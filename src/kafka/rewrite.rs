//! Advertised endpoint rewriting
//!
//! Each supported api key is one arm of a tag switch with its own decode,
//! mutate, and re-encode step; everything else falls through to a byte copy
//! in the pumps. The kafka-protocol crate supplies the generated message
//! structs, so all registered api versions decode and unknown tagged fields
//! survive the round trip.
//!
//! The mutation itself is always the same: any host/port pair advertising a
//! broker is replaced with `localhost` and the local port its tunnel
//! listens on. A broker the port map does not know keeps its original
//! endpoint; the client failing to reach it is the honest diagnostic.

use bytes::BytesMut;
use kafka_protocol::messages::{
    ApiVersionsRequest, ApiVersionsResponse, DescribeClusterResponse, FetchResponse,
    FindCoordinatorRequest, FindCoordinatorResponse, MetadataRequest, MetadataResponse,
    ProduceResponse, ShareAcknowledgeResponse, ShareFetchResponse,
};
use kafka_protocol::protocol::{Decodable, Encodable, StrBytes};
use tracing::warn;

use crate::discovery::PortMap;
use crate::error::{ProxyError, Result};
use crate::kafka::constants::{
    API_KEY_API_VERSIONS, API_KEY_DESCRIBE_CLUSTER, API_KEY_FETCH, API_KEY_FIND_COORDINATOR,
    API_KEY_METADATA, API_KEY_PRODUCE, API_KEY_SHARE_ACKNOWLEDGE, API_KEY_SHARE_FETCH, LOCAL_HOST,
};
use crate::kafka::frame::Frame;

/// FindCoordinator switched from a single inline coordinator to a batched
/// list in this version.
const FIND_COORDINATOR_BATCHED_VERSION: i16 = 4;

/// DescribeCluster responses carry broker endpoints under this endpoint
/// type; controller endpoints pass through untouched.
const BROKER_ENDPOINT_TYPE: i8 = 1;

/// Rewrite the advertised endpoints in a response frame.
///
/// Frames whose api key is not in the table are left untouched and will be
/// forwarded byte-for-byte.
pub fn rewrite_response(frame: &mut Frame, node: i32, ports: &PortMap) -> Result<()> {
    match frame.api_key {
        API_KEY_PRODUCE => mutate::<ProduceResponse>(frame, |response| {
            for endpoint in &mut response.node_endpoints {
                rewrite_endpoint(
                    node,
                    endpoint.node_id.0,
                    &mut endpoint.host,
                    &mut endpoint.port,
                    ports,
                );
            }
        }),
        API_KEY_FETCH => mutate::<FetchResponse>(frame, |response| {
            for endpoint in &mut response.node_endpoints {
                rewrite_endpoint(
                    node,
                    endpoint.node_id.0,
                    &mut endpoint.host,
                    &mut endpoint.port,
                    ports,
                );
            }
        }),
        API_KEY_METADATA => mutate::<MetadataResponse>(frame, |response| {
            for broker in &mut response.brokers {
                rewrite_endpoint(node, broker.node_id.0, &mut broker.host, &mut broker.port, ports);
            }
        }),
        API_KEY_FIND_COORDINATOR => {
            let batched = frame.api_version >= FIND_COORDINATOR_BATCHED_VERSION;
            mutate::<FindCoordinatorResponse>(frame, |response| {
                if batched {
                    for coordinator in &mut response.coordinators {
                        rewrite_endpoint(
                            node,
                            coordinator.node_id.0,
                            &mut coordinator.host,
                            &mut coordinator.port,
                            ports,
                        );
                    }
                } else {
                    let coordinator_node = response.node_id.0;
                    rewrite_endpoint(
                        node,
                        coordinator_node,
                        &mut response.host,
                        &mut response.port,
                        ports,
                    );
                }
            })
        }
        // No endpoint fields; round-tripped to exercise the codec
        API_KEY_API_VERSIONS => mutate::<ApiVersionsResponse>(frame, |_| {}),
        API_KEY_DESCRIBE_CLUSTER => mutate::<DescribeClusterResponse>(frame, |response| {
            if response.endpoint_type == BROKER_ENDPOINT_TYPE {
                for broker in &mut response.brokers {
                    rewrite_endpoint(
                        node,
                        broker.broker_id.0,
                        &mut broker.host,
                        &mut broker.port,
                        ports,
                    );
                }
            }
        }),
        API_KEY_SHARE_FETCH => mutate::<ShareFetchResponse>(frame, |response| {
            for endpoint in &mut response.node_endpoints {
                rewrite_endpoint(
                    node,
                    endpoint.node_id.0,
                    &mut endpoint.host,
                    &mut endpoint.port,
                    ports,
                );
            }
        }),
        API_KEY_SHARE_ACKNOWLEDGE => mutate::<ShareAcknowledgeResponse>(frame, |response| {
            for endpoint in &mut response.node_endpoints {
                rewrite_endpoint(
                    node,
                    endpoint.node_id.0,
                    &mut endpoint.host,
                    &mut endpoint.port,
                    ports,
                );
            }
        }),
        _ => Ok(()),
    }
}

/// Decode and immediately re-encode the request bodies the proxy has codecs
/// for. Nothing is mutated; a request that fails this round trip would also
/// fail as a response context, so it surfaces codec gaps early.
pub fn roundtrip_request(frame: &mut Frame) -> Result<()> {
    match frame.api_key {
        API_KEY_METADATA => mutate::<MetadataRequest>(frame, |_| {}),
        API_KEY_FIND_COORDINATOR => mutate::<FindCoordinatorRequest>(frame, |_| {}),
        API_KEY_API_VERSIONS => mutate::<ApiVersionsRequest>(frame, |_| {}),
        _ => Ok(()),
    }
}

/// Decode the frame body, apply the mutation, and install the re-encoded
/// body. On any codec error the frame is left with its original body.
fn mutate<T>(frame: &mut Frame, apply: impl FnOnce(&mut T)) -> Result<()>
where
    T: Decodable + Encodable,
{
    let mut body = frame.body();
    let mut message = T::decode(&mut body, frame.api_version).map_err(ProxyError::codec)?;
    apply(&mut message);

    let mut encoded = BytesMut::new();
    message
        .encode(&mut encoded, frame.api_version)
        .map_err(ProxyError::codec)?;
    frame.replace_body(encoded.freeze());
    Ok(())
}

fn rewrite_endpoint(node: i32, advertised: i32, host: &mut StrBytes, port: &mut i32, ports: &PortMap) {
    match ports.get(advertised) {
        Some(local_port) => {
            *host = StrBytes::from_static_str(LOCAL_HOST);
            *port = i32::from(local_port);
        }
        None => warn!(
            node,
            advertised_node = advertised,
            "advertised broker has no local port mapping, leaving its endpoint unchanged"
        ),
    }
}

#[cfg(test)]
mod tests {
    use super::*;
    use std::collections::BTreeMap;

    fn port_map(ids: &[i32], starting_port: u16) -> PortMap {
        let nodes: BTreeMap<i32, String> =
            ids.iter().map(|&id| (id, format!("kafka-{id}"))).collect();
        PortMap::build(&nodes, starting_port).unwrap()
    }

    #[test]
    fn test_rewrite_endpoint_known_node() {
        let ports = port_map(&[0, 1], 50000);
        let mut host = StrBytes::from_static_str("broker-1.svc");
        let mut port = 9092;

        rewrite_endpoint(1, 1, &mut host, &mut port, &ports);
        assert_eq!(&*host, "localhost");
        assert_eq!(port, 50001);
    }

    #[test]
    fn test_rewrite_endpoint_unknown_node_unchanged() {
        let ports = port_map(&[0, 1], 50000);
        let mut host = StrBytes::from_static_str("broker-99.svc");
        let mut port = 9092;

        rewrite_endpoint(0, 99, &mut host, &mut port, &ports);
        assert_eq!(&*host, "broker-99.svc");
        assert_eq!(port, 9092);
    }
}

YOUR OBJECTIVE: Please retype the listing word for word, from its first line through the line containing "and will be", and add nothing else.

TASK SOLUTION:
filename src/kafka/rewrite.rs
//! Advertised endpoint rewriting
//!
//! Each supported api key is one arm of a tag switch with its own decode,
//! mutate, and re-encode step; everything else falls through to a byte copy
//! in the pumps. The kafka-protocol crate supplies the generated message
//! structs, so all registered api versions decode and unknown tagged fields
//! survive the round trip.
//!
//! The mutation itself is always the same: any host/port pair advertising a
//! broker is replaced with `localhost` and the local port its tunnel
//! listens on. A broker the port map does not know keeps its original
//! endpoint; the client failing to reach it is the honest diagnostic.

use bytes::BytesMut;
use kafka_protocol::messages::{
    ApiVersionsRequest, ApiVersionsResponse, DescribeClusterResponse, FetchResponse,
    FindCoordinatorRequest, FindCoordinatorResponse, MetadataRequest, MetadataResponse,
    ProduceResponse, ShareAcknowledgeResponse, ShareFetchResponse,
};
use kafka_protocol::protocol::{Decodable, Encodable, StrBytes};
use tracing::warn;

use crate::discovery::PortMap;
use crate::error::{ProxyError, Result};
use crate::kafka::constants::{
    API_KEY_API_VERSIONS, API_KEY_DESCRIBE_CLUSTER, API_KEY_FETCH, API_KEY_FIND_COORDINATOR,
    API_KEY_METADATA, API_KEY_PRODUCE, API_KEY_SHARE_ACKNOWLEDGE, API_KEY_SHARE_FETCH, LOCAL_HOST,
};
use crate::kafka::frame::Frame;

/// FindCoordinator switched from a single inline coordinator to a batched
/// list in this version.
const FIND_COORDINATOR_BATCHED_VERSION: i16 = 4;

/// DescribeCluster responses carry broker endpoints under this endpoint
/// type; controller endpoints pass through untouched.
const BROKER_ENDPOINT_TYPE: i8 = 1;

/// Rewrite the advertised endpoints in a response frame.
///
/// Frames whose api key is not in the table are left untouched and will be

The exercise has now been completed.